The Science behind Collective Awareness

Scientists have known for a long time about the ‘biological imperative’, an inherent mechanism that engages the drive to survive. How it’s activated is unclear, but every organism, from a bacterium to the most advanced creature, can read the environment and sense whether its life is in danger or not. If it’s under threat, the system engages the imperative, which activates behaviors that will ensure survival. The immediate imperative for personal survival is to breathe air, drink water, and eat food—all the activities that support life. When forces outside the body threaten life, the imperative will read the situation and engage life-sustaining behaviors. These functions are not only activated in the brain, but are also experienced in the gut as a feeling that the situation is in some way life-threatening. I believe that’s what civilization is experiencing right now.

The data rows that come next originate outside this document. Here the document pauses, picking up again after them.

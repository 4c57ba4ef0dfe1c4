use chrono::NaiveDate;
use napi::Result as NapiResult;
use napi_derive::napi;
use serde::Deserialize;

use finance_math_core::dashboard::expenses::{self, Expense};
use finance_math_core::dashboard::goals::{self, Goal};
use finance_math_core::deposits::{interest, recurring};
use finance_math_core::investments::future_value;
use finance_math_core::loans::amortization;
use finance_math_core::portfolio::holdings::{self, Holding, Transaction};
use finance_math_core::portfolio::stats;
use finance_math_core::tax::income_tax;

/// Convert any Display error into a napi::Error.
fn to_napi_error(e: impl std::fmt::Display) -> napi::Error {
    napi::Error::from_reason(e.to_string())
}

/// Parse `input_json`, run `calculate`, and serialise the result.
fn call<I, O, F>(input_json: &str, calculate: F) -> NapiResult<String>
where
    I: for<'de> Deserialize<'de>,
    O: serde::Serialize,
    F: FnOnce(&I) -> finance_math_core::FinanceMathResult<O>,
{
    let input: I = serde_json::from_str(input_json).map_err(to_napi_error)?;
    let output = calculate(&input).map_err(to_napi_error)?;
    serde_json::to_string(&output).map_err(to_napi_error)
}

#[derive(Deserialize)]
struct TransactionBatch {
    holding: Holding,
    transactions: Vec<Transaction>,
}

#[derive(Deserialize)]
struct GoalQuery {
    goal: Goal,
    #[serde(default)]
    as_of: Option<NaiveDate>,
}

// ---------------------------------------------------------------------------
// Loans
// ---------------------------------------------------------------------------

#[napi]
pub fn amortize_loan(input_json: String) -> NapiResult<String> {
    call(&input_json, amortization::amortize_loan)
}

// ---------------------------------------------------------------------------
// Deposits
// ---------------------------------------------------------------------------

#[napi]
pub fn compound_interest(input_json: String) -> NapiResult<String> {
    call(&input_json, interest::compound)
}

#[napi]
pub fn fixed_deposit(input_json: String) -> NapiResult<String> {
    call(&input_json, interest::fixed_deposit)
}

#[napi]
pub fn simple_interest(input_json: String) -> NapiResult<String> {
    call(&input_json, interest::simple_interest)
}

#[napi]
pub fn recurring_deposit(input_json: String) -> NapiResult<String> {
    call(&input_json, recurring::recurring_deposit)
}

// ---------------------------------------------------------------------------
// Investments
// ---------------------------------------------------------------------------

#[napi]
pub fn future_value_with_contributions(input_json: String) -> NapiResult<String> {
    call(&input_json, future_value::future_value_with_contributions)
}

// ---------------------------------------------------------------------------
// Tax
// ---------------------------------------------------------------------------

#[napi]
pub fn compute_income_tax(input_json: String) -> NapiResult<String> {
    call(&input_json, income_tax::compute_income_tax)
}

#[napi]
pub fn compare_regimes(input_json: String) -> NapiResult<String> {
    call(&input_json, income_tax::compare_regimes)
}

// ---------------------------------------------------------------------------
// Portfolio
// ---------------------------------------------------------------------------

/// Input: `{ "holding": {...}, "transactions": [...] }`.
#[napi]
pub fn apply_transactions(input_json: String) -> NapiResult<String> {
    call(&input_json, |batch: &TransactionBatch| {
        holdings::apply_transactions(&batch.holding, &batch.transactions)
    })
}

#[napi]
pub fn holding_valuation(input_json: String) -> NapiResult<String> {
    call(&input_json, holdings::holding_valuation)
}

/// Input: an array of holdings.
#[napi]
pub fn portfolio_stats(input_json: String) -> NapiResult<String> {
    call(&input_json, |list: &Vec<Holding>| stats::portfolio_stats(list))
}

// ---------------------------------------------------------------------------
// Dashboard
// ---------------------------------------------------------------------------

/// Input: `{ "goal": {...}, "as_of": "YYYY-MM-DD" }`. Without `as_of`,
/// no days-remaining figure is reported.
#[napi]
pub fn goal_progress(input_json: String) -> NapiResult<String> {
    call(&input_json, |q: &GoalQuery| goals::goal_progress(&q.goal, q.as_of))
}

/// Input: an array of expenses.
#[napi]
pub fn expense_summary(input_json: String) -> NapiResult<String> {
    call(&input_json, |list: &Vec<Expense>| expenses::expense_summary(list))
}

The biological imperative is directing people to discover how to become more secure, and the fundamental resolution to that quest is to form community. It is important to understand that this drive to be in community is not just an expression of our biological imperative; it is also our evolutionary imperative. Our consciousness is driving us to assemble and survive through the creation and support of a global community.

The evolutionary imperative is simple to understand, and it can be profoundly liberating—a way to transcend fear. Let me explain:

Over 30 years ago, my research as a cell biologist revealed that the genes are not the key to organismal evolution. Instead, the studies revealed that the cell membrane, the ‘skin’ of the cell, is the ‘brain’ that controls behavior and gene activity. Protein switches in the membrane respond to environmental signals by translating the information and creating a life-sustaining biological response. The relevance of this insight is that these protein switches represent units of ‘perception,’ and the number of perception units in the membrane is directly proportional to the amount of awareness expressed by an organism.

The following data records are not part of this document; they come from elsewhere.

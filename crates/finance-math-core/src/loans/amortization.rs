use rust_decimal::Decimal;
use serde::{Deserialize, Serialize};

use crate::time_value::{level_payment, periodic_rate};
use crate::types::{Money, Percent, Years};
use crate::validation::{checked, require_non_negative, require_positive, whole_months};
use crate::FinanceMathResult;

// ---------------------------------------------------------------------------
// Types
// ---------------------------------------------------------------------------

/// Input parameters for a fixed-rate, level-payment loan.
#[derive(Debug, Clone, Serialize, Deserialize)]
pub struct LoanInput {
    pub principal: Money,
    /// Annual interest rate in percent (10 = 10%).
    pub annual_rate_pct: Percent,
    /// Term in years; must be a whole number of months.
    pub term_years: Years,
}

/// One monthly period of the amortization schedule.
#[derive(Debug, Clone, PartialEq, Serialize, Deserialize)]
pub struct AmortizationRow {
    pub period: u32,
    pub payment: Money,
    pub principal_component: Money,
    pub interest_component: Money,
    pub remaining_balance: Money,
}

/// Top-level output from `amortize_loan`.
#[derive(Debug, Clone, PartialEq, Serialize, Deserialize)]
pub struct LoanOutput {
    pub monthly_payment: Money,
    pub number_of_payments: u32,
    pub total_payment: Money,
    pub total_interest: Money,
    pub schedule: Vec<AmortizationRow>,
}

// ---------------------------------------------------------------------------
// Core function
// ---------------------------------------------------------------------------

/// Compute the level monthly payment and full amortization schedule.
///
/// Each row charges interest on the opening balance; the rest of the payment
/// reduces principal. The closing balance of the final row is clamped to zero
/// so decimal residue never shows up as a negative balance.
pub fn amortize_loan(input: &LoanInput) -> FinanceMathResult<LoanOutput> {
    require_positive("principal", input.principal)?;
    require_non_negative("annual_rate_pct", input.annual_rate_pct)?;
    require_positive("term_years", input.term_years)?;
    let months = whole_months("term_years", input.term_years)?;

    let rate = periodic_rate(input.annual_rate_pct, 12);
    let payment = level_payment(input.principal, rate, months)?;

    let mut schedule = Vec::with_capacity(months as usize);
    let mut balance = input.principal;

    for period in 1..=months {
        let interest = checked("annual_rate_pct", balance.checked_mul(rate))?;
        let principal_component = payment - interest;
        balance -= principal_component;

        if period == months || balance < Decimal::ZERO {
            balance = Decimal::ZERO;
        }

        schedule.push(AmortizationRow {
            period,
            payment,
            principal_component,
            interest_component: interest,
            remaining_balance: balance,
        });
    }

    let total_payment = checked("principal", payment.checked_mul(Decimal::from(months)))?;
    let total_interest = total_payment - input.principal;

    Ok(LoanOutput {
        monthly_payment: payment,
        number_of_payments: months,
        total_payment,
        total_interest,
        schedule,
    })
}

// ---------------------------------------------------------------------------
// Tests
// ---------------------------------------------------------------------------

#[cfg(test)]
mod tests {
    use super::*;
    use rust_decimal_macros::dec;

    fn loan(principal: Decimal, rate: Decimal, years: Decimal) -> LoanInput {
        LoanInput {
            principal,
            annual_rate_pct: rate,
            term_years: years,
        }
    }

    #[test]
    fn test_one_year_ten_percent() {
        let out = amortize_loan(&loan(dec!(100_000), dec!(10), dec!(1))).unwrap();
        assert!(
            (out.monthly_payment - dec!(8791.59)).abs() < dec!(0.01),
            "payment={}",
            out.monthly_payment
        );
        assert_eq!(out.schedule.len(), 12);
        assert_eq!(out.number_of_payments, 12);
        assert_eq!(out.schedule.last().unwrap().remaining_balance, Decimal::ZERO);
    }

    #[test]
    fn test_principal_components_sum_to_principal() {
        let out = amortize_loan(&loan(dec!(250_000), dec!(7.5), dec!(20))).unwrap();
        let repaid: Decimal = out.schedule.iter().map(|r| r.principal_component).sum();
        assert!((repaid - dec!(250_000)).abs() < dec!(0.01), "repaid={}", repaid);
    }

    #[test]
    fn test_balance_non_increasing() {
        let out = amortize_loan(&loan(dec!(50_000), dec!(12), dec!(3))).unwrap();
        let mut prev = dec!(50_000);
        for row in &out.schedule {
            assert!(row.remaining_balance <= prev);
            assert!(row.remaining_balance >= Decimal::ZERO);
            prev = row.remaining_balance;
        }
    }

    #[test]
    fn test_first_row_interest_on_full_principal() {
        let out = amortize_loan(&loan(dec!(120_000), dec!(12), dec!(10))).unwrap();
        let first = &out.schedule[0];
        assert_eq!(first.interest_component, dec!(1200));
        assert_eq!(
            first.principal_component + first.interest_component,
            first.payment
        );
    }

    #[test]
    fn test_totals() {
        let out = amortize_loan(&loan(dec!(100_000), dec!(10), dec!(1))).unwrap();
        assert_eq!(out.total_payment, out.monthly_payment * dec!(12));
        assert_eq!(out.total_interest, out.total_payment - dec!(100_000));
        assert!(out.total_interest > Decimal::ZERO);
    }

    #[test]
    fn test_zero_rate_loan_is_straight_line() {
        let out = amortize_loan(&loan(dec!(12_000), Decimal::ZERO, dec!(1))).unwrap();
        assert_eq!(out.monthly_payment, dec!(1000));
        assert_eq!(out.total_interest, Decimal::ZERO);
        assert!(out.schedule.iter().all(|r| r.interest_component.is_zero()));
    }

    #[test]
    fn test_fractional_year_term() {
        let out = amortize_loan(&loan(dec!(10_000), dec!(6), dec!(1.5))).unwrap();
        assert_eq!(out.schedule.len(), 18);
    }

    #[test]
    fn test_invalid_inputs_rejected() {
        assert!(amortize_loan(&loan(Decimal::ZERO, dec!(10), dec!(1))).is_err());
        assert!(amortize_loan(&loan(dec!(-5), dec!(10), dec!(1))).is_err());
        assert!(amortize_loan(&loan(dec!(1000), dec!(-1), dec!(1))).is_err());
        assert!(amortize_loan(&loan(dec!(1000), dec!(10), Decimal::ZERO)).is_err());
        assert!(amortize_loan(&loan(dec!(1000), dec!(10), dec!(1.3333))).is_err());
    }

    #[test]
    fn test_overflow_is_an_error() {
        // payment fits, twelve of them do not
        let err = amortize_loan(&loan(Decimal::MAX * dec!(0.9), dec!(120), dec!(1))).unwrap_err();
        assert_eq!(err.field(), "principal");
    }

    #[test]
    fn test_idempotent() {
        let input = loan(dec!(75_000), dec!(8.25), dec!(5));
        assert_eq!(amortize_loan(&input).unwrap(), amortize_loan(&input).unwrap());
    }
}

We’re driven to survive by building safety through community.

According to this understanding, the nature of ‘consciousness‘ can be directly correlated with the number of perception units that can be deployed within what we might call the cell ‘mem-brain.’

This means there are physical limits to awareness. The first limit is that perceptual protein switches cannot be stacked up in the very thin cell membrane; they can only be distributed in the membrane as a monolayer.

Picture an olive sandwich, where the olives represent perception. Once the surface of the bread is covered with olives, you can’t stack more olives on top. To add more olives, you need more surface area—a bigger slice of bread. Evolution of consciousness is directly proportional to the number of protein ‘olives’—therefore, evolution is focused on making a bigger slice of bread, increasing the surface area of the cell’s membrane.

Another physical limitation of awareness is reached when a cell maximizes its amount of membrane surface area. For example, the most primitive cells, bacteria, are surrounded by rigid ‘capsules’ (the equivalent of the exoskeleton found in insects, clams, and lobsters). The physical limitation imposed by the exoskeleton limits the amount of membrane a bacterium can possess. Once the maximum amount of membrane was packed into the bacterial capsule, evolution hit a wall. You can’t make a ‘smarter’ bacterium.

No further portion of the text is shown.